3.50 Brighton Challenge Cup: I missed the Brighton Mile yesterday (I concentrated on the BETDAQ races on the controversial Kempton surface) but wouldn’t have backed Frozen Over, not even each way.

The Challenge Cup has one promising stat for each-way backers: it is never ever won by the favourite but usually by one well fancied (five out of six between 9-2 and 7-1), where the stakes-saver place ploy is useful.

The favourite to oppose was Varnish: she’s been in the frame in some very slow run 1m 2f races and I can’t see why 1m 4f should suit a daughter of Choisir, who has got only four winners beyond 11 furlongs in his entire stud career at a strike rate of a modest 9%.

The other three-year-old, Maastricht, hasn’t done much either and is looking exposed with twice as many races on his CV as Varnish and with just a mile maiden to show for it.

But, if the rain stays away, and the ground dries out on that Brighton hill (it’s like watching racing from a crow’s nest sometimes!), Dubai Glory is a nailed-on win-and-place bet at 11.0 offers on BETDAQ, as I write.

Handler Sheena West has had two winners from her last four starters and Dubai Glory is a different animal on better ground. The filly’s last 10 form figures are 30140000220 but, take out all going bar good or firmer, and they become 1110301402.

SANDOWN: Now level with Ryan Moore, Richard Hughes has the bit between his teeth, winning with seven of his last 13 mounts, three in a row for Richard Hannon.
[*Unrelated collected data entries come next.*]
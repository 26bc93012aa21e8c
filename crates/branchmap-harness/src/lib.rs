#![forbid(unsafe_code)]

//! Test harness for branchmap.
//!
//! - [`fake_page`]: an in-memory [`HostPage`](branchmap_core::HostPage) with
//!   scriptable branches, click latency, and an activation log.
//! - [`fixtures`]: JSON payload builders for graphs, messages, and event
//!   streams.
//! - [`fingerprint`]: blake3 fingerprints for idempotence checks.

pub mod fake_page;
pub mod fingerprint;
pub mod fixtures;

pub use fake_page::{Activation, FakePage, FakeTurn};
pub use fingerprint::{shape_fingerprint, tree_fingerprint};
pub use fixtures::{GraphFixture, edited_graph, linear_graph, message_body, sse_body, user_only_chain};
#![forbid(unsafe_code)]

//! Change notification and timers.
//!
//! Every reason to re-extract the tree is a [`ChangeSource`] fed into one
//! [`Debouncer`]. Host mutations, the turn-count poll, and feed payloads wait
//! for a quiet period so a burst becomes one pass. Explicit user actions and
//! completed navigations are due at once but still coalesce with whatever is
//! already queued.
//!
//! All times are offsets from an arbitrary origin supplied by the caller, so
//! the scheduler is driven entirely by the host's clock and is deterministic
//! under test.

use std::fmt;
use std::time::Duration;

use branchmap_core::ScheduleConfig;

/// Why an extraction pass was requested.
#[derive(Debug, Clone, Copy, PartialEq, Eq, Hash)]
pub enum ChangeSource {
    /// The host document changed in a way that may affect user turns.
    Mutation,
    /// The polling fallback saw the user-turn count change.
    Poll,
    /// A network payload was observed.
    Feed,
    /// The page moved to another conversation.
    ConversationChanged,
    /// The user asked for a refresh.
    UserAction,
    /// A branch navigation reached its target and settled.
    NavigationComplete,
    /// The startup delay elapsed.
    Startup,
    /// The host stopped streaming after a pass was held back.
    StreamingEnded,
    /// A drag or resize of the overlay ended.
    DragReleased,
    /// The overlay was shown again.
    Shown,
}

impl ChangeSource {
    /// Sources that skip the quiet period.
    #[must_use]
    pub const fn is_immediate(self) -> bool {
        !matches!(
            self,
            Self::Mutation | Self::Poll | Self::Feed | Self::ConversationChanged
        )
    }
}

impl fmt::Display for ChangeSource {
    fn fmt(&self, f: &mut fmt::Formatter<'_>) -> fmt::Result {
        let name = match self {
            Self::Mutation => "mutation",
            Self::Poll => "poll",
            Self::Feed => "feed",
            Self::ConversationChanged => "conversation_changed",
            Self::UserAction => "user_action",
            Self::NavigationComplete => "navigation_complete",
            Self::Startup => "startup",
            Self::StreamingEnded => "streaming_ended",
            Self::DragReleased => "drag_released",
            Self::Shown => "shown",
        };
        f.write_str(name)
    }
}

/// Trailing-edge debouncer over [`ChangeSource`]s.
#[derive(Debug, Clone, PartialEq, Eq)]
pub struct Debouncer {
    quiet: Duration,
    due: Option<Duration>,
    immediate: bool,
    sources: Vec<ChangeSource>,
}

impl Debouncer {
    #[must_use]
    pub const fn new(quiet: Duration) -> Self {
        Self {
            quiet,
            due: None,
            immediate: false,
            sources: Vec::new(),
        }
    }

    /// Queue a notification observed at `now`.
    ///
    /// A quiet-period source pushes the deadline to `now + quiet` unless an
    /// immediate source is already waiting.
    pub fn notify(&mut self, source: ChangeSource, now: Duration) {
        if !self.sources.contains(&source) {
            self.sources.push(source);
        }
        if source.is_immediate() {
            self.immediate = true;
            self.due = Some(self.due.map_or(now, |due| due.min(now)));
        } else if !self.immediate {
            self.due = Some(now + self.quiet);
        }
    }

    /// When the queued pass becomes due.
    #[must_use]
    pub const fn deadline(&self) -> Option<Duration> {
        self.due
    }

    #[must_use]
    pub const fn is_pending(&self) -> bool {
        self.due.is_some()
    }

    /// Take the coalesced sources if the pass is due at `now`.
    pub fn fire(&mut self, now: Duration) -> Option<Vec<ChangeSource>> {
        match self.due {
            Some(due) if due <= now => {
                self.due = None;
                self.immediate = false;
                Some(std::mem::take(&mut self.sources))
            }
            _ => None,
        }
    }

    /// Drop whatever is queued.
    pub fn clear(&mut self) {
        self.due = None;
        self.immediate = false;
        self.sources.clear();
    }
}

/// A one-shot deadline.
#[derive(Debug, Clone, Copy, PartialEq, Eq, Default)]
pub struct Deadline(Option<Duration>);

impl Deadline {
    /// Arm (or re-arm) to fire at `at`.
    pub fn arm(&mut self, at: Duration) {
        self.0 = Some(at);
    }

    pub fn disarm(&mut self) {
        self.0 = None;
    }

    #[must_use]
    pub const fn at(&self) -> Option<Duration> {
        self.0
    }

    /// Returns `true` once when `now` reaches the deadline, and disarms.
    pub fn fire(&mut self, now: Duration) -> bool {
        match self.0 {
            Some(at) if at <= now => {
                self.0 = None;
                true
            }
            _ => false,
        }
    }
}

/// A repeating timer.
///
/// Missed periods are skipped rather than replayed.
#[derive(Debug, Clone, Copy, PartialEq, Eq)]
pub struct Interval {
    period: Duration,
    next: Option<Duration>,
}

impl Interval {
    #[must_use]
    pub const fn new(period: Duration) -> Self {
        Self { period, next: None }
    }

    /// Start counting from `now`; the first firing is one period later.
    pub fn start(&mut self, now: Duration) {
        self.next = Some(now + self.period);
    }

    pub fn stop(&mut self) {
        self.next = None;
    }

    #[must_use]
    pub const fn next(&self) -> Option<Duration> {
        self.next
    }

    pub fn fire(&mut self, now: Duration) -> bool {
        let Some(next) = self.next else {
            return false;
        };
        if next > now {
            return false;
        }
        if self.period.is_zero() {
            self.next = Some(now);
            return true;
        }
        let mut upcoming = next + self.period;
        while upcoming <= now {
            upcoming += self.period;
        }
        self.next = Some(upcoming);
        true
    }
}

/// Every timer a session runs besides the debouncer and the navigator.
#[derive(Debug, Clone, PartialEq, Eq)]
pub struct Timers {
    /// First extraction after start.
    pub startup: Deadline,
    /// Turn-count polling fallback.
    pub poll: Interval,
    /// Overlay existence reconciliation.
    pub reconcile: Interval,
    /// Next check of a held-back pass while the host streams.
    pub streaming: Deadline,
    /// Refresh after the overlay is shown.
    pub show_refresh: Deadline,
    /// Extraction after a navigation settled.
    pub settle: Deadline,
}

impl Timers {
    #[must_use]
    pub fn new(config: &ScheduleConfig) -> Self {
        Self {
            startup: Deadline::default(),
            poll: Interval::new(config.poll_interval()),
            reconcile: Interval::new(config.reconcile_interval()),
            streaming: Deadline::default(),
            show_refresh: Deadline::default(),
            settle: Deadline::default(),
        }
    }

    /// Earliest armed deadline.
    #[must_use]
    pub fn next_deadline(&self) -> Option<Duration> {
        [
            self.startup.at(),
            self.poll.next(),
            self.reconcile.next(),
            self.streaming.at(),
            self.show_refresh.at(),
            self.settle.at(),
        ]
        .into_iter()
        .flatten()
        .min()
    }
}

#[cfg(test)]
mod tests {
    use super::*;
    use pretty_assertions::assert_eq;

    fn ms(n: u64) -> Duration {
        Duration::from_millis(n)
    }

    #[test]
    fn burst_coalesces_into_one_pass() {
        let mut d = Debouncer::new(ms(500));
        d.notify(ChangeSource::Mutation, ms(0));
        d.notify(ChangeSource::Mutation, ms(300));
        d.notify(ChangeSource::Mutation, ms(600));
        assert_eq!(d.fire(ms(1000)), None);
        assert_eq!(d.fire(ms(1100)), Some(vec![ChangeSource::Mutation]));
        assert_eq!(d.fire(ms(5000)), None);
    }

    #[test]
    fn user_action_is_due_at_once_and_absorbs_queue() {
        let mut d = Debouncer::new(ms(500));
        d.notify(ChangeSource::Mutation, ms(0));
        d.notify(ChangeSource::UserAction, ms(100));
        assert_eq!(d.deadline(), Some(ms(100)));
        d.notify(ChangeSource::Feed, ms(100));
        assert_eq!(d.deadline(), Some(ms(100)));
        assert_eq!(
            d.fire(ms(100)),
            Some(vec![
                ChangeSource::Mutation,
                ChangeSource::UserAction,
                ChangeSource::Feed
            ])
        );
        assert!(!d.is_pending());
    }

    #[test]
    fn quiet_sources_reset_after_firing() {
        let mut d = Debouncer::new(ms(500));
        d.notify(ChangeSource::NavigationComplete, ms(0));
        assert!(d.fire(ms(0)).is_some());
        d.notify(ChangeSource::Poll, ms(10));
        assert_eq!(d.deadline(), Some(ms(510)));
    }

    #[test]
    fn deadline_fires_once() {
        let mut deadline = Deadline::default();
        assert!(!deadline.fire(ms(0)));
        deadline.arm(ms(300));
        assert!(!deadline.fire(ms(299)));
        assert!(deadline.fire(ms(300)));
        assert!(!deadline.fire(ms(400)));
    }

    #[test]
    fn interval_skips_missed_periods() {
        let mut every = Interval::new(ms(3000));
        assert!(!every.fire(ms(10_000)));
        every.start(ms(0));
        assert!(!every.fire(ms(2999)));
        assert!(every.fire(ms(3000)));
        assert_eq!(every.next(), Some(ms(6000)));
        assert!(every.fire(ms(10_000)));
        assert_eq!(every.next(), Some(ms(12_000)));
    }

    #[test]
    fn timers_report_earliest_deadline() {
        let mut timers = Timers::new(&ScheduleConfig::default());
        assert_eq!(timers.next_deadline(), None);
        timers.poll.start(ms(0));
        timers.startup.arm(ms(2000));
        assert_eq!(timers.next_deadline(), Some(ms(2000)));
    }

    #[test]
    fn immediate_classification() {
        assert!(!ChangeSource::Mutation.is_immediate());
        assert!(!ChangeSource::Feed.is_immediate());
        assert!(ChangeSource::StreamingEnded.is_immediate());
        assert_eq!(ChangeSource::DragReleased.to_string(), "drag_released");
    }
}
He has two Hannon rides tonight but the first, Take The Lead (5.40), has in fact lost the leader in the market, out to 6.2 in the face of an early-doors gamble on New Fforest.

Both Take The Lead and Winning Express are better drawn than New Fforest but I don’t ffancy taking on an Oasis Dream with the money down already.

The Hughes-Hannon team look good with Raging Bear (6.40), who should come on for his Goodwood maiden, now stepped up to the mile trip which is meat and drink to the Hannon yard, but over which stamina-bred Excess Knowledge and Evangelist might be struggling for pace.

I nearly wrote ‘Raging Bull’ instead of Raging Bear. How the Yorkshire schoolmaster would have loved to tilt at fellow punters acting as layers on BETDAQ. Sharpen up lads, there could be some young bulls about.

DAQMAN’S BETS
BET 3.8pts win and place JOUSTER (3.00 Yarmouth)
BET 3pts win and place ANDALIEB (3.10 Haydock)
BET 3.4pts win and place JACK LUEY (3.40 Haydock)
BET 2pts win and 4pts place DUBAI GLORY (3.50 Brighton)
BET 3.7pts win and 5pts place MR UDAGAWA (5.15 Chepstow)
BET 5.7pts win RAGING BEAR (6.40 Sandown)
DAQ MULTIPLES: 10pts win on each and 5pts win double DISCLAIMER (2.10 Haydock) and NEW FFOREST (nap, 5.40 Sandown), plus 1pt win treble the same two with RAGING BEAR (6.40 Sandown)

* Daqman’s selections are backed to win 20 points for the win (except Daq Multiples) so, if you divide 20 by his stake, you know the Betdaq offer taken at the time of writing. Points are what you make them: if your unit stake is £5, then 5pts win is £25.